Dans le reste du monde comme en France, l’augmentation de la demande alimentaire sera la suite logique de la croissance démographique. Afin de répondre aux besoins de sa population, le pays doit de ce fait assurer une production agricole suffisante, d’où la nécessité de disposer de terres cultivables. Cela semble cependant difficile, car plus la population augmente et plus les besoins alimentaires seront importants. De même, les surfaces exploitables diminuent à mesure que l’urbanisation commence à prendre de l’ampleur. Afin de conserver son indépendance agricole, la France ne peut de ce fait que se lancer dans une bataille pour ses terres et envisager la négociation des contrats fonciers conclus avec certains pays importateurs. Ceux-ci portent sur la vente ou la location de millions d’hectares de terres arables afin de prévenir la hausse des denrées agricoles. L’urbanisation devrait toutefois ralentir dans les prochains mois, car les agriculteurs prennent de plus en plus conscience de la valeur de leur bien et n’hésitent pas à spéculer fortement. Du côté des acheteurs, le ralentissement économique participerait à diminuer les opérations d’acquisition de terrain et garantirait la préservation de surfaces exploitables suffisantes. À long terme, le déclin annoncé du pétrole ainsi que la montée en puissance des agrocarburants impliqueront la nécessité de produire davantage et donc de disposer de terres agricoles. La disparition progressive de ces dernières pénalise d’ailleurs le pays qui voit sa dépendance vis-à-vis des pays exportateurs de denrées alimentaires croître de jour en jour.

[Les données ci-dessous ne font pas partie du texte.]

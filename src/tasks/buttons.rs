use crate::tasks::EVENT_CHANNEL;
use crate::utils::debounce::Debounce;
use embassy_executor::Spawner;
use embassy_rp::gpio::{Input, Pin, Pull};
use embassy_rp::Peri;
use embassy_time::{Duration, Timer};
use fixcalc::{Direction, Event};
use log::{debug, info};

/// How long a button level must hold before it counts
const DEBOUNCE_DELAY: Duration = Duration::from_millis(20);

/// Button poll rate
const POLL_INTERVAL: Duration = Duration::from_millis(1);

/// A push button wired to ground, with the event it produces when pressed
struct Button {
    input: Input<'static>,
    pressed: Debounce<bool>,
    event: Event,
}

impl Button {
    fn new(input: Input<'static>, event: Event) -> Self {
        Self {
            input,
            pressed: Debounce::new(false, DEBOUNCE_DELAY),
            event,
        }
    }

    /// Sample the pin, returning the event on a debounced press
    fn poll(&mut self) -> Option<Event> {
        match self.pressed.update(self.input.is_low()) {
            Some(true) => Some(self.event),
            _ => None,
        }
    }
}

pub async fn init(
    spawner: &Spawner,
    pin_up: Peri<'static, impl Pin>,
    pin_down: Peri<'static, impl Pin>,
    pin_select: Peri<'static, impl Pin>,
) {
    let buttons = [
        Button::new(Input::new(pin_up, Pull::Up), Event::MoveSelection(Direction::Up)),
        Button::new(Input::new(pin_down, Pull::Up), Event::MoveSelection(Direction::Down)),
        Button::new(Input::new(pin_select, Pull::Up), Event::Activate),
    ];

    spawner.spawn(buttons_task(buttons).unwrap());
}

#[embassy_executor::task]
async fn buttons_task(mut buttons: [Button; 3]) {
    info!("Button task started");

    let sender = EVENT_CHANNEL.sender();

    loop {
        for button in buttons.iter_mut() {
            if let Some(event) = button.poll() {
                debug!("Button event: {event:?}");
                sender.send(event).await;
            }
        }

        Timer::after(POLL_INTERVAL).await;
    }
}
use embassy_executor::Spawner;
use embassy_rp::peripherals::USB;
use embassy_rp::usb::{Driver, InterruptHandler};
use embassy_rp::{bind_interrupts, Peri};
use embassy_usb::class::cdc_acm::{CdcAcmClass, State as CdcState};
use embassy_usb::{Builder, Config as UsbConfig};
use static_cell::StaticCell;

/// Level shipped over the serial log
const LOG_LEVEL: log::LevelFilter = log::LevelFilter::Info;

/// Bytes buffered by the USB logger
const LOG_BUFFER_SIZE: usize = 1024;

// Interrupts
bind_interrupts!(struct Irqs {
    USBCTRL_IRQ => InterruptHandler<USB>;
});

// Buffers
static CONFIG_DESCRIPTOR: StaticCell<[u8; 256]> = StaticCell::new();
static BOS_DESCRIPTOR: StaticCell<[u8; 256]> = StaticCell::new();
static CONTROL_BUF: StaticCell<[u8; 64]> = StaticCell::new();
static CDC_STATE: StaticCell<CdcState> = StaticCell::new();

/// Bring up USB with a single CDC-ACM port that carries the `log` output
pub async fn init(spawner: &Spawner, usb_peripheral: Peri<'static, USB>) {
    let mut config = UsbConfig::new(0x16c0, 0x27dd);
    config.manufacturer = Some("FixCalc");
    config.product = Some("FixCalc Serial Log");
    config.serial_number = Some("00000001");
    config.max_power = 100;
    config.max_packet_size_0 = 64;

    let mut builder = Builder::new(
        Driver::new(usb_peripheral, Irqs),
        config,
        CONFIG_DESCRIPTOR.init([0; 256]),
        BOS_DESCRIPTOR.init([0; 256]),
        &mut [], // no msos descriptors
        CONTROL_BUF.init([0; 64]),
    );

    let cdc = CdcAcmClass::new(&mut builder, CDC_STATE.init(CdcState::new()), 64);

    spawner.spawn(usb_device_task(builder.build()).unwrap());
    spawner.spawn(logger_task(cdc).unwrap());
}

#[embassy_executor::task]
async fn usb_device_task(mut usb: embassy_usb::UsbDevice<'static, Driver<'static, USB>>) {
    usb.run().await;
}

#[embassy_executor::task]
async fn logger_task(class: CdcAcmClass<'static, Driver<'static, USB>>) {
    embassy_usb_logger::with_class!(LOG_BUFFER_SIZE, LOG_LEVEL, class).await;
}
// Fixed-point engine checked against rust_decimal as a reference.

use core::str::FromStr;

use fixcalc::{CalcError, FixedValue};
use rust_decimal::prelude::*;

/// Deterministic raw values spread over the whole range
fn samples() -> Vec<i32> {
    let mut state: u32 = 0x2545_f491;
    let mut values = vec![0, 1, -1, 99, -99, 100, -100, 12_345, -67_890, i32::MAX, i32::MIN];
    for shift in [0, 8, 16, 24] {
        for _ in 0..64 {
            // xorshift32
            state ^= state << 13;
            state ^= state >> 17;
            state ^= state << 5;
            values.push((state as i32) >> shift);
        }
    }
    values
}

fn to_decimal(value: FixedValue) -> Decimal {
    Decimal::new(i64::from(value.to_raw()), 2)
}

/// Reference result truncated to two places, or None when out of range
fn expected(reference: Decimal) -> Option<FixedValue> {
    let truncated = reference.round_dp_with_strategy(2, RoundingStrategy::ToZero);
    let raw = (truncated * Decimal::ONE_HUNDRED).to_i64()?;
    i32::try_from(raw).ok().map(FixedValue::from_raw)
}

fn check(actual: Result<FixedValue, CalcError>, reference: Option<Decimal>, what: &str) {
    match reference.and_then(expected) {
        Some(value) => assert_eq!(actual, Ok(value), "{what}"),
        None => assert_eq!(actual, Err(CalcError::ArithmeticOverflow), "{what}"),
    }
}

#[test]
fn test_round_trip() {
    for raw in samples() {
        let value = FixedValue::from_raw(raw);
        let text = value.format();
        assert_eq!(FixedValue::parse(&text), Ok(value), "{text}");
        assert_eq!(text.parse::<FixedValue>(), Ok(value));
    }
}

#[test]
fn test_format_matches_reference() {
    for raw in samples() {
        let value = FixedValue::from_raw(raw);
        assert_eq!(value.to_string(), to_decimal(value).to_string());
    }
}

#[test]
fn test_add_sub_against_reference() {
    let values = samples();
    for &a in &values {
        for &b in values.iter().step_by(7) {
            let (x, y) = (FixedValue::from_raw(a), FixedValue::from_raw(b));
            let (dx, dy) = (to_decimal(x), to_decimal(y));
            check(x.checked_add(y), dx.checked_add(dy), &format!("{x} + {y}"));
            check(x.checked_sub(y), dx.checked_sub(dy), &format!("{x} - {y}"));
        }
    }
}

#[test]
fn test_mul_div_against_reference() {
    let values = samples();
    for &a in &values {
        for &b in values.iter().step_by(5) {
            let (x, y) = (FixedValue::from_raw(a), FixedValue::from_raw(b));
            let (dx, dy) = (to_decimal(x), to_decimal(y));
            check(x.checked_mul(y), dx.checked_mul(dy), &format!("{x} * {y}"));

            if y.is_zero() {
                assert_eq!(x.checked_div(y), Err(CalcError::DivisionByZero));
            } else {
                check(x.checked_div(y), dx.checked_div(dy), &format!("{x} / {y}"));
            }
        }
    }
}

#[test]
fn test_overflow_detection() {
    assert_eq!(
        FixedValue::MAX.checked_mul(FixedValue::from_int(2)),
        Err(CalcError::ArithmeticOverflow)
    );
    assert_eq!(
        FixedValue::MAX.checked_add(FixedValue::from_int(1)),
        Err(CalcError::ArithmeticOverflow)
    );
}

#[test]
fn test_small_powers_against_reference() {
    // Squares of these bases are exact, so only the last multiplication truncates
    for base in ["2", "-3", "1.1", "0.9", "12.5", "-0.5"] {
        let x = FixedValue::from_str(base).unwrap();
        for exponent in 0..=3 {
            let reference = to_decimal(x).checked_powi(exponent);
            check(
                x.checked_pow(exponent as i32),
                reference,
                &format!("{base} ^ {exponent}"),
            );
        }
    }
}

#[test]
fn test_malformed_input() {
    assert_eq!(FixedValue::parse("1.2.3"), Err(CalcError::MalformedInput));
    assert_eq!("".parse::<FixedValue>(), Err(CalcError::MalformedInput));
    assert_eq!(CalcError::MalformedInput.to_string(), "Input Error");
}
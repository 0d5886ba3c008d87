mod buttons;
mod calculator;
mod display;
mod usb;

use embassy_sync::blocking_mutex::raw::ThreadModeRawMutex;
use embassy_sync::channel::Channel;
use fixcalc::Event;

pub use buttons::init as init_buttons;
pub use calculator::init as init_calculator;
pub use display::init as init_display;
pub use display::DisplayProxy;
pub use usb::init as init_usb;

/// Button events waiting for the calculator task
pub static EVENT_CHANNEL: Channel<ThreadModeRawMutex, Event, 16> = Channel::new();
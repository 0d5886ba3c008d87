#![cfg_attr(not(test), no_std)]

// Portable calculator core: builds for the RP2040 firmware and for host tests.

pub mod calculator;
pub mod config;
pub mod error;
pub mod fixed;
pub mod keypad;

pub use calculator::{Calculator, Command, DisplaySink, DisplayUpdate, Event, Operator};
pub use config::{CalculatorConfig, ChainPolicy, DecimalPolicy};
pub use error::CalcError;
pub use fixed::{DisplayText, FixedValue};
pub use keypad::{Direction, KEYPAD, Key, Selection};
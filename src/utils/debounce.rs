use embassy_time::{Duration, Instant};

/// Filters a noisy input: a new value is only accepted once every sample
/// for `delay` agreed on it.
#[derive(Debug, Copy, Clone)]
pub struct Debounce<T> {
    stable: T,
    candidate: T,
    candidate_since: Instant,
    delay: Duration,
}

impl<T> Debounce<T> where T: Copy + PartialEq<T> {
    pub fn new(initial: T, delay: Duration) -> Self {
        Self {
            stable: initial,
            candidate: initial,
            candidate_since: Instant::now(),
            delay,
        }
    }

    /// Feed one sample. Returns the new stable value when it changes.
    pub fn update(&mut self, sample: T) -> Option<T> {
        let now = Instant::now();

        if sample != self.candidate {
            self.candidate = sample;
            self.candidate_since = now;

            return None;
        }

        if self.candidate != self.stable && now.duration_since(self.candidate_since) >= self.delay {
            self.stable = sample;

            return Some(sample);
        }

        None
    }
}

Limiter l’empiètement sur les surfaces arables

Bien que l’urbanisation traduise un développement économique positif, des initiatives doivent être prises afin de conserver la force agricole du pays. Des solutions ont d’ailleurs déjà été présentées par différentes entités au cours de ces derniers mois : la Driaaf propose par exemple la création d’outils de planification du territoire, à l’instar de la loi du Grand Paris ou du Sdrif, ainsi que le renforcement des agences chargées de la conservation des zones rurales comme le Safer, l’Ocean ou encore l’AEV. Le Driaaf propose également de créer des normes ainsi que des périmètres de protection destinés à préserver certaines surfaces arables de l’urbanisation. La Fédération nationale des syndicats d’exploitants agricoles (FNSEA) privilégie pour sa part l’instauration d’une forte taxe destinée à pénaliser les acquéreurs de terres détournées de leur vocation ou encore la mise en place de surfaces agricoles prioritaires et donc préservées des constructions urbaines. Bien que ses propositions solutionnent le problème des sols, elles ne résolvent pas le problème du manque de logements. Le parti Europe Écologie Les Verts (EELV) propose ainsi de procéder à une densification de l’habitat. Les nouveaux logements devront assurer l’accueil de davantage de personnes sur une surface réduite : les maisons à étage seront ainsi privilégiées. De telles mesures visent à garantir la dépendance alimentaire du pays en privilégiant le circuit court et le développement bio.